La bague, composée de fils de cuivre et d'une perle de verre, fait partie de la parure des Européens vivant au Québec. La bague a été fabriquée à partir d'un fil de cuivre qui a été enroulé et travaillé. Sur celui-ci, un deuxième fil de cuivre plus fin et torsadé pour former un ressort a été enfilé avec une perle de verre pour former la face de la bague. La bague a certainement été façonnée à froid.

La perle de verre qui compose la bague correspond au type IIa52 (selon la typologie établie par Kidd et Kidd en 1972) et est fabriquée en Europe par étirement. La technique de l'étirement nécessite deux personnes. Une bulle de verre est prise par une canne avec un trou au milieu. Cette bulle est soufflée, puis elle peut être trempée dans du verre fondu pour augmenter son volume ou pour lui ajouter d'autres couleurs. Une deuxième personne met une tige de fer à l'autre extrémité et les deux tirent dans des directions opposées jusqu'à ce que le verre soit au diamètre voulu. Il est possible de torsader le tube de verre pendant l'étirement pour créer un motif, ou encore de faire passer le tube à travers une filière pour lui imprimer une forme. Le tube est ensuite laissé à refroidir totalement avant d'être coupé en plusieurs morceaux pour obtenir des perles.

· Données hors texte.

//! Unified application error model and mapping helpers.
//! This module provides a common error enum used across the HTTP surface and
//! the collaborator clients, along with mappers to HTTP responses.

use axum::http::StatusCode;
use axum::response::{IntoResponse, Response};
use axum::Json;
use serde::{Deserialize, Serialize};
use std::fmt::{Display, Formatter};

#[derive(Debug, Clone, Serialize, Deserialize)]
#[serde(tag = "type", rename_all = "snake_case")]
pub enum AppError {
    /// Collaborator unreachable or timed out.
    Network { code: String, message: String },
    /// Bad credentials or an expired session.
    Unauthorized { code: String, message: String },
    /// Local input rejected before any network call.
    Validation { code: String, message: String },
    NotFound { code: String, message: String },
    /// Anything else; logged with full detail, shown generically.
    Unknown { code: String, message: String },
}

impl AppError {
    pub fn code_str(&self) -> &str {
        match self {
            AppError::Network { code, .. }
            | AppError::Unauthorized { code, .. }
            | AppError::Validation { code, .. }
            | AppError::NotFound { code, .. }
            | AppError::Unknown { code, .. } => code.as_str(),
        }
    }

    pub fn message(&self) -> &str {
        match self {
            AppError::Network { message, .. }
            | AppError::Unauthorized { message, .. }
            | AppError::Validation { message, .. }
            | AppError::NotFound { message, .. }
            | AppError::Unknown { message, .. } => message.as_str(),
        }
    }

    pub fn network<C: Into<String>, M: Into<String>>(code: C, msg: M) -> Self {
        AppError::Network { code: code.into(), message: msg.into() }
    }
    pub fn unauthorized<C: Into<String>, M: Into<String>>(code: C, msg: M) -> Self {
        AppError::Unauthorized { code: code.into(), message: msg.into() }
    }
    pub fn validation<C: Into<String>, M: Into<String>>(code: C, msg: M) -> Self {
        AppError::Validation { code: code.into(), message: msg.into() }
    }
    pub fn not_found<C: Into<String>, M: Into<String>>(code: C, msg: M) -> Self {
        AppError::NotFound { code: code.into(), message: msg.into() }
    }
    pub fn unknown<C: Into<String>, M: Into<String>>(code: C, msg: M) -> Self {
        AppError::Unknown { code: code.into(), message: msg.into() }
    }

    /// Map to HTTP status code.
    pub fn http_status(&self) -> StatusCode {
        match self {
            AppError::Network { .. } => StatusCode::SERVICE_UNAVAILABLE,
            AppError::Unauthorized { .. } => StatusCode::UNAUTHORIZED,
            AppError::Validation { .. } => StatusCode::BAD_REQUEST,
            AppError::NotFound { .. } => StatusCode::NOT_FOUND,
            AppError::Unknown { .. } => StatusCode::INTERNAL_SERVER_ERROR,
        }
    }

    /// Classify a collaborator response status. Bodies are not trusted to
    /// carry a stable shape, so only the status line is consulted.
    pub fn from_status(status: StatusCode, context: &str) -> Self {
        match status {
            StatusCode::UNAUTHORIZED | StatusCode::FORBIDDEN => {
                AppError::unauthorized("unauthorized", format!("{context}: HTTP {status}"))
            }
            StatusCode::NOT_FOUND => {
                AppError::not_found("not_found", format!("{context}: HTTP {status}"))
            }
            s if s.is_server_error() => {
                AppError::network("backend_unavailable", format!("{context}: HTTP {s}"))
            }
            s => AppError::unknown("backend_error", format!("{context}: HTTP {s}")),
        }
    }
}

impl Display for AppError {
    fn fmt(&self, f: &mut Formatter<'_>) -> std::fmt::Result {
        write!(f, "{}: {}", self.code_str(), self.message())
    }
}

impl std::error::Error for AppError {}

pub type AppResult<T> = Result<T, AppError>;

impl From<anyhow::Error> for AppError {
    fn from(err: anyhow::Error) -> Self {
        AppError::Unknown { code: "internal_error".into(), message: err.to_string() }
    }
}

impl From<reqwest::Error> for AppError {
    fn from(err: reqwest::Error) -> Self {
        if err.is_timeout() || err.is_connect() {
            return AppError::network("backend_unreachable", err.to_string());
        }
        match err.status() {
            Some(s) => AppError::from_status(s, "collaborator request failed"),
            None => AppError::unknown("request_error", err.to_string()),
        }
    }
}

impl IntoResponse for AppError {
    fn into_response(self) -> Response {
        let status = self.http_status();
        let body = Json(serde_json::json!({
            "status": "error",
            "code": self.code_str(),
            "message": self.message(),
        }));
        (status, body).into_response()
    }
}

Il est aussi possible d'utiliser des moules ou de façonner les perles sur un marbre quand elles ne sont pas encore refroidies. Pour obtenir les formes ovale et ronde, le trou des perles est rempli de sable et de charbon de bois moulu. Placées dans un récipient métallique, les perles sont chauffées en les secouant. Ensuite, elles sont nettoyées et polies dans un sac de son. Cette technique, bien qu'artisanale, permet de fabriquer plusieurs centaines de perles par jour.

La bague en elle-même a pu être fabriquée en Europe ou bien au Québec avec une perle de verre importée d'Europe. Il est impossible de savoir d'où vient le métal cuivreux sans une analyse physico-chimique approfondie.

L'artéfact est mis au jour en 2013 dans l'âtre de la cheminée du corps de logis des maisons Bélanger, à Montmagny, dans un contexte archéologique daté entre 1716 et 1757. Il s'agit de l'une des rares maisons-blocs construites dans la vallée du Saint-Laurent au cours du XVIIIe siècle. Un incendie daté du 4 décembre 1757 clôt la couche archéologique.

La bague est restaurée en 2014.

RÉFÉRENCES

KIDD, Martha Ann et Kenneth E. KIDD. « Classification des perles de verre à l'intention des archéologues sur le terrain ». RICK, John H. Travaux d'archéologie du Service des lieux historiques nationaux, 1962-1966. Lieux historiques canadiens : cahiers d'archéologie et d'histoire, 1. Ottawa, Direction des parcs nationaux et des lieux historiques, Ministère des affaires indiennes et du Nord, 1972, p. 47-92.
PICARD, Louis-Philippe. Saint-Thomas-de-la-Pointe-à-Lacaille, intervention archéologique 2013. Rapport de recherche archéologique [document inédit], Ville de Montmagny/Société d'histoire de Montmagny/MCC, 2014. 18 p.